Author: Murilo Farias

Starting: 2025-10-27

College: CCTB - Canadian College of Technology and Business

Course Title: Data Warehouse (EDW) Concepts


In [None]:
# Import python packages
import streamlit as st
import pandas as pd
import matplotlib.pyplot as plt
import seaborn as sns

# We can also use Snowpark for our analyses!
from snowflake.snowpark.context import get_active_session
session = get_active_session()


In [None]:
# Load dimension tables
dim_customer = session.table("PUBLIC.DIM_CUSTOMER").to_pandas()
dim_location = session.table("PUBLIC.DIM_LOCATION").to_pandas()
dim_device = session.table("PUBLIC.DIM_DEVICE").to_pandas()

# Load fact table
fact_shopping = session.table("PUBLIC.FACT_SHOPPING").to_pandas()

In [None]:
pd.set_option('display.max_columns', None)  # Show all columns
pd.set_option('display.width', None)        # Auto-detect width
pd.set_option('display.max_colwidth', None) # Show full column content

In [None]:
print("FACT_SHOPPING - First 5 rows")
display(fact_shopping.head(5))

In [None]:
print(fact_shopping.info())

In [None]:
print(fact_shopping.describe())

In [None]:
total_transactions = len(fact_shopping)
total_purchases = fact_shopping['PURCHASE'].sum()
conversion_rate = (total_purchases / total_transactions) * 100
print("KEY PERFORMANCE INDICATORS (KPIs)")
print(f"Total Transactions: {total_transactions:,}")
print(f"Total Purchases: {total_purchases:,}")
print(f"Conversion Rate: {conversion_rate:.2f}%")

In [None]:
print("MISSING VALUES ANALYSIS")
missing = fact_shopping.isnull().sum()
print(missing)

In [None]:
print("DEVICE DISTRIBUTION:")
print(fact_shopping['DEVICEID'].value_counts().sort_index())
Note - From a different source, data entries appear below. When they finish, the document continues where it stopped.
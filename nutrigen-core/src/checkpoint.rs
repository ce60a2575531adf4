//! Checkpoint resolution: derive a concrete model configuration and a
//! normalized parameter set from a persisted artifact.
//!
//! The artifact is a safetensors file. Model hyperparameters ride in the
//! safetensors `__metadata__` string map: optional `vocab_size` and
//! `d_model` entries plus an optional `config` entry holding a JSON
//! object. Weights live in the tensor table; a checkpoint exported from
//! a training wrapper may carry a `model_state_dict.` key prefix, and a
//! checkpoint trained under a multi-device replication wrapper carries a
//! `module.` key prefix on every parameter name.

use std::collections::HashMap;
use std::path::Path;

use candle_core::safetensors::Load;
use candle_core::{Device, Tensor};
use safetensors::SafeTensors;
use serde::{Deserialize, Serialize};

use crate::error::{Error, Result};

/// Prefix prepended to parameter names by a distributed-training wrapper.
pub const WRAPPER_PREFIX: &str = "module.";

/// Prefix under which a wrapper checkpoint nests the actual state dict.
const STATE_DICT_PREFIX: &str = "model_state_dict.";

const DEFAULT_D_MODEL: usize = 256;
const DEFAULT_N_HEADS: usize = 8;
const DEFAULT_N_LAYERS: usize = 4;
const DEFAULT_D_FF: usize = 1024;
const DEFAULT_DROPOUT: f32 = 0.1;

/// Concrete, fully-resolved model configuration.
///
/// Every field holds a usable value even when the checkpoint omitted it;
/// `vocab_size` falls back to the tokenizer's vocabulary size rather
/// than a constant, since model and tokenizer vocabularies must agree.
#[derive(Debug, Clone, PartialEq, Serialize, Deserialize)]
pub struct ModelConfig {
    pub vocab_size: usize,
    pub d_model: usize,
    pub n_heads: usize,
    pub n_layers: usize,
    pub d_ff: usize,
    pub dropout: f32,
}

/// Parameter name -> tensor mapping, ready for model instantiation.
pub type ParameterSet = HashMap<String, Tensor>;

/// Nested `config` metadata entry. All fields optional; absent fields
/// fall back to fixed defaults during resolution.
#[derive(Debug, Default, Deserialize)]
struct HyperParams {
    n_heads: Option<usize>,
    n_layers: Option<usize>,
    d_ff: Option<usize>,
    dropout: Option<f32>,
}

/// A checkpoint as read from disk, before resolution.
///
/// Tensors are kept in the file's native header order so that the
/// wrapper-prefix heuristic can inspect the first observed key.
#[derive(Debug)]
pub struct RawCheckpoint {
    metadata: HashMap<String, String>,
    tensors: Vec<(String, Tensor)>,
}

impl RawCheckpoint {
    /// Read a safetensors checkpoint, placing tensors on `device`.
    pub fn read(path: &Path, device: &Device) -> Result<Self> {
        let bytes = std::fs::read(path).map_err(|e| {
            Error::ConfigResolution(format!("cannot read {}: {e}", path.display()))
        })?;

        let st = SafeTensors::deserialize(&bytes)
            .map_err(|e| Error::ConfigResolution(format!("invalid safetensors file: {e}")))?;

        let (_header_size, header) = SafeTensors::read_metadata(&bytes)
            .map_err(|e| Error::ConfigResolution(format!("invalid safetensors header: {e}")))?;
        let metadata = header.metadata().clone().unwrap_or_default();

        // SafeTensors::tensors() walks a hash map and gives no stable
        // order; the file's native key order is ascending data offsets
        // in the header.
        let mut names: Vec<(String, usize)> = header
            .tensors()
            .into_iter()
            .map(|(name, info)| (name, info.data_offsets.0))
            .collect();
        names.sort_unstable_by(|a, b| a.1.cmp(&b.1).then_with(|| a.0.cmp(&b.0)));

        let mut tensors = Vec::with_capacity(names.len());
        for (name, _) in names {
            let view = st.tensor(&name).map_err(|e| {
                Error::ConfigResolution(format!("cannot access tensor {name}: {e}"))
            })?;
            let tensor = view.load(device).map_err(|e| {
                Error::ConfigResolution(format!("cannot load tensor {name}: {e}"))
            })?;
            tensors.push((name, tensor));
        }

        Ok(Self { metadata, tensors })
    }

    /// Build a checkpoint from already-materialized parts.
    pub fn from_parts(metadata: HashMap<String, String>, tensors: Vec<(String, Tensor)>) -> Self {
        Self { metadata, tensors }
    }
}

/// Resolve a checkpoint into a concrete configuration and a normalized
/// parameter set.
///
/// Missing metadata falls back per field; `vocab_size` falls back to
/// `tokenizer_vocab_size`. Parameter extraction prefers keys nested
/// under `model_state_dict.`; otherwise the whole tensor table is the
/// state dict. Wrapper normalization is a heuristic on the first key
/// only: when it starts with `module.`, the first 7 bytes are dropped
/// from every key.
pub fn resolve(
    checkpoint: &RawCheckpoint,
    tokenizer_vocab_size: usize,
) -> Result<(ModelConfig, ParameterSet)> {
    let vocab_size = match checkpoint.metadata.get("vocab_size") {
        Some(raw) => raw.trim().parse::<usize>().map_err(|_| {
            Error::ConfigResolution(format!("vocab_size metadata is not an integer: {raw:?}"))
        })?,
        None => tokenizer_vocab_size,
    };

    let d_model = match checkpoint.metadata.get("d_model") {
        Some(raw) => raw.trim().parse::<usize>().map_err(|_| {
            Error::ConfigResolution(format!("d_model metadata is not an integer: {raw:?}"))
        })?,
        None => DEFAULT_D_MODEL,
    };

    let hyper: HyperParams = match checkpoint.metadata.get("config") {
        Some(raw) => serde_json::from_str(raw).map_err(|e| {
            Error::ConfigResolution(format!("config metadata is not valid JSON: {e}"))
        })?,
        None => HyperParams::default(),
    };

    let config = ModelConfig {
        vocab_size,
        d_model,
        n_heads: hyper.n_heads.unwrap_or(DEFAULT_N_HEADS),
        n_layers: hyper.n_layers.unwrap_or(DEFAULT_N_LAYERS),
        d_ff: hyper.d_ff.unwrap_or(DEFAULT_D_FF),
        dropout: hyper.dropout.unwrap_or(DEFAULT_DROPOUT),
    };

    // Prefer keys nested under model_state_dict.; fall back to treating
    // the whole tensor table as the state dict.
    let has_nested = checkpoint
        .tensors
        .iter()
        .any(|(name, _)| name.starts_with(STATE_DICT_PREFIX));
    let state: Vec<(String, Tensor)> = if has_nested {
        checkpoint
            .tensors
            .iter()
            .filter(|(name, _)| name.starts_with(STATE_DICT_PREFIX))
            .map(|(name, t)| (name[STATE_DICT_PREFIX.len()..].to_string(), t.clone()))
            .collect()
    } else {
        checkpoint.tensors.to_vec()
    };

    // Wrapper normalization: decided by the first observed key only.
    let strip_wrapper = match state.first() {
        Some((name, _)) => name.starts_with(WRAPPER_PREFIX),
        None => {
            return Err(Error::ConfigResolution(
                "checkpoint contains no parameters".to_string(),
            ))
        }
    };

    let params: ParameterSet = state
        .into_iter()
        .map(|(name, tensor)| {
            let name = if strip_wrapper {
                name.get(WRAPPER_PREFIX.len()..).unwrap_or("").to_string()
            } else {
                name
            };
            (name, tensor)
        })
        .collect();

    Ok((config, params))
}

#[cfg(test)]
mod tests {
    use super::*;
    use candle_core::DType;

    fn tensor() -> Tensor {
        Tensor::zeros((2, 2), DType::F32, &Device::Cpu).unwrap()
    }

    fn checkpoint(meta: &[(&str, &str)], names: &[&str]) -> RawCheckpoint {
        let metadata = meta
            .iter()
            .map(|(k, v)| (k.to_string(), v.to_string()))
            .collect();
        let tensors = names.iter().map(|n| (n.to_string(), tensor())).collect();
        RawCheckpoint::from_parts(metadata, tensors)
    }

    #[test]
    fn missing_config_metadata_yields_defaults() {
        let ckpt = checkpoint(&[], &["embedding.weight"]);
        let (config, _) = resolve(&ckpt, 1000).unwrap();
        assert_eq!(config.vocab_size, 1000);
        assert_eq!(config.d_model, 256);
        assert_eq!(config.n_heads, 8);
        assert_eq!(config.n_layers, 4);
        assert_eq!(config.d_ff, 1024);
        assert!((config.dropout - 0.1).abs() < 1e-6);
    }

    #[test]
    fn metadata_vocab_size_wins_over_tokenizer() {
        let ckpt = checkpoint(&[("vocab_size", "512")], &["embedding.weight"]);
        let (config, _) = resolve(&ckpt, 1000).unwrap();
        assert_eq!(config.vocab_size, 512);
    }

    #[test]
    fn partial_config_metadata_fills_remaining_defaults() {
        let ckpt = checkpoint(
            &[("d_model", "128"), ("config", r#"{"n_layers": 2}"#)],
            &["embedding.weight"],
        );
        let (config, _) = resolve(&ckpt, 1000).unwrap();
        assert_eq!(config.d_model, 128);
        assert_eq!(config.n_layers, 2);
        assert_eq!(config.n_heads, 8);
        assert_eq!(config.d_ff, 1024);
    }

    #[test]
    fn wrapper_prefix_stripped_from_every_key() {
        let ckpt = checkpoint(
            &[],
            &[
                "module.embedding.weight",
                "module.lm_head.weight",
                "module.norm.bias",
            ],
        );
        let (_, params) = resolve(&ckpt, 100).unwrap();
        assert_eq!(params.len(), 3);
        assert!(params.keys().all(|k| !k.starts_with("module.")));
        assert!(params.contains_key("embedding.weight"));
        assert!(params.contains_key("lm_head.weight"));
        assert!(params.contains_key("norm.bias"));
    }

    #[test]
    fn unprefixed_first_key_disables_stripping() {
        // The heuristic looks at the first key only; later prefixed
        // keys are left untouched.
        let ckpt = checkpoint(&[], &["embedding.weight", "module.norm.bias"]);
        let (_, params) = resolve(&ckpt, 100).unwrap();
        assert!(params.contains_key("embedding.weight"));
        assert!(params.contains_key("module.norm.bias"));
    }

    #[test]
    fn nested_state_dict_keys_are_preferred() {
        let ckpt = checkpoint(
            &[],
            &[
                "model_state_dict.embedding.weight",
                "model_state_dict.norm.bias",
                "optimizer_state.step",
            ],
        );
        let (_, params) = resolve(&ckpt, 100).unwrap();
        assert_eq!(params.len(), 2);
        assert!(params.contains_key("embedding.weight"));
        assert!(params.contains_key("norm.bias"));
        assert!(!params.contains_key("optimizer_state.step"));
    }

    #[test]
    fn empty_parameter_set_is_a_resolution_error() {
        let ckpt = checkpoint(&[("vocab_size", "100")], &[]);
        let err = resolve(&ckpt, 100).unwrap_err();
        assert!(matches!(err, Error::ConfigResolution(_)));
    }

    #[test]
    fn malformed_config_json_is_a_resolution_error() {
        let ckpt = checkpoint(&[("config", "{not json")], &["embedding.weight"]);
        let err = resolve(&ckpt, 100).unwrap_err();
        assert!(matches!(err, Error::ConfigResolution(_)));
    }

    #[test]
    fn disk_reads_of_mixed_prefix_keys_are_deterministic() {
        let dir = tempfile::tempdir().unwrap();
        let path = dir.path().join("ckpt.safetensors");
        let named = vec![
            ("module.norm.bias".to_string(), tensor()),
            ("embedding.weight".to_string(), tensor()),
        ];
        safetensors::serialize_to_file(named, &None, &path).unwrap();

        // The stripping decision belongs to whichever key the header
        // places first, and must not vary across reads of one file.
        let bytes = std::fs::read(&path).unwrap();
        let (_, header) = safetensors::SafeTensors::read_metadata(&bytes).unwrap();
        let first = header
            .tensors()
            .into_iter()
            .min_by_key(|(_, info)| info.data_offsets.0)
            .map(|(name, _)| name)
            .unwrap();
        let expected: [&str; 2] = if first.starts_with(WRAPPER_PREFIX) {
            // Every key loses exactly 7 bytes, prefixed or not.
            ["norm.bias", "ng.weight"]
        } else {
            ["embedding.weight", "module.norm.bias"]
        };

        for _ in 0..20 {
            let ckpt = RawCheckpoint::read(&path, &Device::Cpu).unwrap();
            let (_, params) = resolve(&ckpt, 100).unwrap();
            assert_eq!(params.len(), 2);
            for key in expected {
                assert!(params.contains_key(key), "missing {key} in {params:?}");
            }
        }
    }

    #[test]
    fn non_integer_vocab_size_is_a_resolution_error() {
        let ckpt = checkpoint(&[("vocab_size", "many")], &["embedding.weight"]);
        let err = resolve(&ckpt, 100).unwrap_err();
        assert!(matches!(err, Error::ConfigResolution(_)));
    }
}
print("PURCHASE DISTRIBUTION:")
print(fact_shopping['PURCHASE'].value_counts().sort_index())

In [None]:
print("CORRELATION MATRIX")
numeric_cols = fact_shopping.select_dtypes(include='number')
correlation = numeric_cols.corr()

# Plot heatmap
plt.figure(figsize=(10, 5))
sns.heatmap(correlation, annot=True, cmap='coolwarm', fmt=".2f")
plt.title("Correlation Heatmap", fontsize=14, pad=10)
plt.show()


In [None]:
# Distribution of Visit Duration
fig, ax = plt.subplots(figsize=(12, 6))
ax.hist(fact_shopping['VISITDURATION'], bins=50, color='steelblue', edgecolor='black', alpha=0.7)
ax.set_title('Distribution of Visit Duration', fontsize=16, fontweight='bold')
ax.set_xlabel('Visit Duration', fontsize=12)
ax.set_ylabel('Frequency', fontsize=12)
ax.grid(axis='y', alpha=0.3)
st.pyplot(fig)


In [None]:
print(dim_customer.head(5))

In [None]:
display(dim_customer.describe())

In [None]:
gender_counts = dim_customer['GENDER'].value_counts()

fig, ax = plt.subplots()
ax.pie(gender_counts.values, labels=gender_counts.index, autopct='%1.1f%%', startangle=90)
ax.set_title('Gender Distribution')
plt.close(fig)
st.pyplot(fig)

In [None]:
age_counts = dim_customer['AGEGROUP'].value_counts()
age_counts = age_counts.reindex(
    ['Under 18'] + [age for age in sorted(age_counts.index) if age != 'Under 18']
)

fig, ax = plt.subplots()
bars = ax.bar(age_counts.index, age_counts.values)

# Add value labels
for bar in bars:
    ax.text(bar.get_x() + bar.get_width()/2, bar.get_height(),
            str(bar.get_height()), ha='center', va='bottom')

plt.close(fig)
st.pyplot(fig)

In [None]:
print(dim_device.shape)

In [None]:
print(dim_device)

In [None]:
print(dim_location.shape)

In [None]:
print(dim_location.columns)

In [None]:
display(dim_location.head(5))

In [None]:
# City counts and percentages
city_counts = dim_location['CITY'].value_counts().sort_values(ascending=True)
city_percentage = (city_counts / len(dim_location) * 100).round(2)

# Horizontal bar chart
fig, ax = plt.subplots(figsize=(10,6))
bars = ax.barh(city_counts.index, city_counts.values, color='steelblue')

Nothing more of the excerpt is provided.